‘Gilmore Girls’ ending sparks anger

By Rebekah Devorak | Opinions Editor 

If you’ve been living under a rock — or without internet — for the past six months and haven’t heard about Netflix’s current revival of the popular “Gilmore Girls” series, titled “Gilmore Girls: A Year in the Life,” just know that you are lucky.

Very lucky, in fact.

The show, which was released on Nov. 25 and featured all of the actors and actresses from the original episodes, followed one year in the life of the of the show’s main characters – Rory and Lorelai Gilmore – set ten years later, in 2016.

Just as some background, I’m a huge “Gilmore Girls” fan, though I hadn’t actually watched the series in full until recently. I was ecstatic for the relaunch of the beloved early-2000s show, because I’d always been curious about what happened to the characters. The series was canceled in 2007 before a proper final season could be filmed, and the ending felt unresolved and unsatisfying.

That was especially true because Amy Sherman-Palladino, the series’ creator and producer, stated the show was actually supposed to end with the iconic “last four words.” There had been speculation as to what these words actually were, like with any good cliffhanger, and when it was revealed that these words would end Netflix’s version, I was floored.

That is, until I actually heard the last four words. Then, that excitement and anticipation muddled into a mix of confusion and downright anger. Warning: Spoilers are ahead.

The “OG” Rory Gilmore was a brilliant young woman who graduated at the top of her class from both a prestigious private high school and Yale University. She was the editor of the Yale Daily News and had a job lined up after her graduation to follow Barack Obama’s campaign trail before he was elected president.

But “Gilmore Girls: A Year in the Life” turned her into a bumbling 32-year-old reporter, who really couldn’t even call herself a reporter.

The show’s writers showcased a promising professional with the sky as the limit as someone who had no place of her own to live and no job. Someone who bombed every interview with cringe-worthy pretentiousness and no real idea of how to be a journalist. Someone who took advantage of those around her every second she could, but looked down upon anyone who did the same to her.

But what’s even worse than that were those dreadful last four words: The writers decided to end the Netflix reboot by having Rory Gilmore tell her mom she’s pregnant. Seeing as she had no real relationship or anchored boyfriend in those episodes, it alluded to the fact that Rory was going to end up as a single mom, just like her own mother, Lorelai, was.

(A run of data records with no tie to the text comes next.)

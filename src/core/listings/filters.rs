//! Search filters and their merge law.
//!
//! [`SearchFilters`] is the current search; [`FilterUpdate`] is a partial
//! change to it. Merging is last-write-wins per field: a field absent from
//! the update keeps its value, a field set to a value replaces it, and a field
//! explicitly set to `null` clears it.

use std::sync::Arc;

use parking_lot::RwLock;
use serde::{Deserialize, Deserializer, Serialize};
use tokio::sync::broadcast;

/// Capacity of the filter change channel.
const CHANGE_CHANNEL_CAPACITY: usize = 64;

/// Kind of property.
#[derive(Debug, Clone, Copy, PartialEq, Eq, Hash, Serialize)]
#[serde(rename_all = "lowercase")]
pub enum PropertyType {
    Apartment,
    House,
    Studio,
    Villa,
    Loft,
}

impl PropertyType {
    pub fn as_str(&self) -> &'static str {
        match self {
            Self::Apartment => "apartment",
            Self::House => "house",
            Self::Studio => "studio",
            Self::Villa => "villa",
            Self::Loft => "loft",
        }
    }

    pub fn all() -> &'static [Self] {
        &[
            Self::Apartment,
            Self::House,
            Self::Studio,
            Self::Villa,
            Self::Loft,
        ]
    }
}

impl std::fmt::Display for PropertyType {
    fn fmt(&self, f: &mut std::fmt::Formatter<'_>) -> std::fmt::Result {
        f.write_str(self.as_str())
    }
}

impl std::str::FromStr for PropertyType {
    type Err = String;

    fn from_str(s: &str) -> Result<Self, Self::Err> {
        Self::all()
            .iter()
            .copied()
            .find(|t| t.as_str().eq_ignore_ascii_case(s.trim()))
            .ok_or_else(|| format!("unknown property type '{s}'"))
    }
}

/// Result ordering.
#[derive(Debug, Clone, Copy, PartialEq, Eq, Hash, Serialize)]
pub enum SortBy {
    #[serde(rename = "price_asc")]
    PriceAsc,
    #[serde(rename = "price_desc")]
    PriceDesc,
    /// Largest first
    #[serde(rename = "size")]
    Size,
    /// Closest to the user location first
    #[serde(rename = "distance")]
    Distance,
}

impl SortBy {
    pub fn as_str(&self) -> &'static str {
        match self {
            Self::PriceAsc => "price_asc",
            Self::PriceDesc => "price_desc",
            Self::Size => "size",
            Self::Distance => "distance",
        }
    }

    pub fn all() -> &'static [Self] {
        &[Self::PriceAsc, Self::PriceDesc, Self::Size, Self::Distance]
    }
}

impl std::str::FromStr for SortBy {
    type Err = String;

    fn from_str(s: &str) -> Result<Self, Self::Err> {
        Self::all()
            .iter()
            .copied()
            .find(|v| v.as_str().eq_ignore_ascii_case(s.trim()))
            .ok_or_else(|| format!("unknown sort order '{s}'"))
    }
}

/// Deserialize a unit enum through its case-insensitive `FromStr`.
fn parse_str<'de, T, D>(deserializer: D) -> Result<T, D::Error>
where
    T: std::str::FromStr<Err = String>,
    D: Deserializer<'de>,
{
    let raw = String::deserialize(deserializer)?;
    raw.parse().map_err(serde::de::Error::custom)
}

impl<'de> Deserialize<'de> for PropertyType {
    fn deserialize<D: Deserializer<'de>>(deserializer: D) -> Result<Self, D::Error> {
        parse_str(deserializer)
    }
}

impl<'de> Deserialize<'de> for SortBy {
    fn deserialize<D: Deserializer<'de>>(deserializer: D) -> Result<Self, D::Error> {
        parse_str(deserializer)
    }
}

/// Geographic point in degrees.
#[derive(Debug, Clone, Copy, PartialEq, Serialize, Deserialize)]
pub struct Coordinates {
    pub lat: f64,
    pub lng: f64,
}

/// Current search criteria. Every field is optional; `None` means
/// unconstrained.
#[derive(Debug, Clone, Default, PartialEq, Serialize, Deserialize)]
#[serde(rename_all = "camelCase", default)]
pub struct SearchFilters {
    #[serde(skip_serializing_if = "Option::is_none")]
    pub city: Option<String>,
    #[serde(skip_serializing_if = "Option::is_none")]
    pub min_price: Option<f64>,
    #[serde(skip_serializing_if = "Option::is_none")]
    pub max_price: Option<f64>,
    #[serde(skip_serializing_if = "Option::is_none")]
    pub min_size: Option<f64>,
    #[serde(skip_serializing_if = "Option::is_none")]
    pub bedrooms: Option<u32>,
    #[serde(skip_serializing_if = "Option::is_none")]
    pub pets_allowed: Option<bool>,
    #[serde(rename = "type", skip_serializing_if = "Option::is_none")]
    pub property_type: Option<PropertyType>,
    #[serde(skip_serializing_if = "Option::is_none")]
    pub sort_by: Option<SortBy>,
    #[serde(skip_serializing_if = "Option::is_none")]
    pub user_location: Option<Coordinates>,
}

/// Deserialize a field so that absent stays `None`, `null` becomes
/// `Some(None)` and a value becomes `Some(Some(v))`.
fn double_option<'de, T, D>(deserializer: D) -> Result<Option<Option<T>>, D::Error>
where
    T: Deserialize<'de>,
    D: Deserializer<'de>,
{
    Option::<T>::deserialize(deserializer).map(Some)
}

/// Bedroom counts arrive as JSON numbers which may carry a fraction part.
fn double_option_count<'de, D>(deserializer: D) -> Result<Option<Option<u32>>, D::Error>
where
    D: Deserializer<'de>,
{
    let value = Option::<f64>::deserialize(deserializer)?;
    match value {
        None => Ok(Some(None)),
        Some(n) if n >= 0.0 && n.fract() == 0.0 && n <= u32::MAX as f64 => {
            Ok(Some(Some(n as u32)))
        }
        Some(n) => Err(serde::de::Error::custom(format!(
            "bedrooms must be a non-negative whole number, got {n}"
        ))),
    }
}

/// Partial change to [`SearchFilters`].
#[derive(Debug, Clone, Default, PartialEq, Deserialize)]
#[serde(rename_all = "camelCase")]
pub struct FilterUpdate {
    #[serde(default, deserialize_with = "double_option")]
    pub city: Option<Option<String>>,
    #[serde(default, deserialize_with = "double_option")]
    pub min_price: Option<Option<f64>>,
    #[serde(default, deserialize_with = "double_option")]
    pub max_price: Option<Option<f64>>,
    #[serde(default, deserialize_with = "double_option")]
    pub min_size: Option<Option<f64>>,
    #[serde(default, deserialize_with = "double_option_count")]
    pub bedrooms: Option<Option<u32>>,
    #[serde(default, deserialize_with = "double_option")]
    pub pets_allowed: Option<Option<bool>>,
    #[serde(rename = "type", default, deserialize_with = "double_option")]
    pub property_type: Option<Option<PropertyType>>,
    #[serde(default, deserialize_with = "double_option")]
    pub sort_by: Option<Option<SortBy>>,
    #[serde(default, deserialize_with = "double_option")]
    pub user_location: Option<Option<Coordinates>>,
}

impl FilterUpdate {
    /// Parse tool-call arguments. An absent/empty argument object is an
    /// empty update.
    pub fn from_args(args: &serde_json::Value) -> Result<Self, serde_json::Error> {
        if args.is_null() {
            return Ok(Self::default());
        }
        Self::deserialize(args)
    }

    pub fn is_empty(&self) -> bool {
        self == &Self::default()
    }
}

fn merge_field<T>(current: &mut Option<T>, update: Option<Option<T>>) {
    if let Some(value) = update {
        *current = value;
    }
}

impl SearchFilters {
    /// Apply `update`, last write wins per field.
    pub fn apply(&mut self, update: FilterUpdate) {
        merge_field(&mut self.city, update.city.map(normalize_city));
        merge_field(&mut self.min_price, update.min_price);
        merge_field(&mut self.max_price, update.max_price);
        merge_field(&mut self.min_size, update.min_size);
        merge_field(&mut self.bedrooms, update.bedrooms);
        merge_field(&mut self.pets_allowed, update.pets_allowed);
        merge_field(&mut self.property_type, update.property_type);
        merge_field(&mut self.sort_by, update.sort_by);
        merge_field(&mut self.user_location, update.user_location);
    }

    pub fn is_unconstrained(&self) -> bool {
        self == &Self::default()
    }
}

/// Blank city names mean "anywhere".
fn normalize_city(city: Option<String>) -> Option<String> {
    city.map(|c| c.trim().to_string()).filter(|c| !c.is_empty())
}

/// Filters shared between the voice session and direct UI edits.
///
/// Every change is published to subscribers so views can re-run their
/// search.
#[derive(Debug, Clone)]
pub struct SharedFilters {
    inner: Arc<RwLock<SearchFilters>>,
    changes: broadcast::Sender<SearchFilters>,
}

impl Default for SharedFilters {
    fn default() -> Self {
        Self::new(SearchFilters::default())
    }
}

impl SharedFilters {
    pub fn new(initial: SearchFilters) -> Self {
        let (changes, _) = broadcast::channel(CHANGE_CHANNEL_CAPACITY);
        Self {
            inner: Arc::new(RwLock::new(initial)),
            changes,
        }
    }

    /// Current filters.
    pub fn snapshot(&self) -> SearchFilters {
        self.inner.read().clone()
    }

    /// Merge `update` and return the resulting filters.
    pub fn update(&self, update: FilterUpdate) -> SearchFilters {
        let next = {
            let mut guard = self.inner.write();
            guard.apply(update);
            guard.clone()
        };
        let _ = self.changes.send(next.clone());
        next
    }

    /// Replace the filters wholesale.
    pub fn replace(&self, filters: SearchFilters) -> SearchFilters {
        *self.inner.write() = filters.clone();
        let _ = self.changes.send(filters.clone());
        filters
    }

    /// Subscribe to filter changes.
    pub fn subscribe(&self) -> broadcast::Receiver<SearchFilters> {
        self.changes.subscribe()
    }
}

I’m not sure what infuriates me more about those last four words. It could either be that Hollywood producers seemingly assume that 30-somethings who have lost their way in every sense of the world can never rise up past their current circumstances and succeed. They can only get pregnant and fall deeper into a more desperate situation.

Or, it could be that these words were supposed to round-out the original series, meaning that a 22-year-old Rory Gilmore, freshly graduated from an Ivy League school with the world ahead of her, would’ve been dubbed for little more than diapers rather than the infinite possibilities of her diploma.

Perhaps the show wanted to bring things full-circle for the mother-daughter pair, as Lorelai and Rory are alike in pretty much every other aspect of their lives, from the way they talk, to the color of their eyes, to the way that they eat.

But there is a major problem with picking this kind of ending.

This finale shows young women out there that potential, intelligence and determination mean absolutely nothing. It displays that everything a girl has worked for throughout her whole life can be gone in an instant, and it showcases single motherhood as something that is heinous rather than heroic.

According to a 2014 article by The Washington Post, demographers believe that nearly half of all kids in America under 18 will live with only a single mother at some point. Raising a child as a single parent is no joke, and it should never be used as the punchline for a television show. Especially one that begins, like “Gilmore Girls” does, with the premise of how difficult it is to properly raise a child alone and the struggles that it brings.

I’m not sure why the writers of “Gilmore Girls: A Year in the Life” thought making Rory pregnant was the only viable option for ending her on-screen story, but they should’ve thought twice. It was a disappointment for fans of the show and women with big dreams everywhere.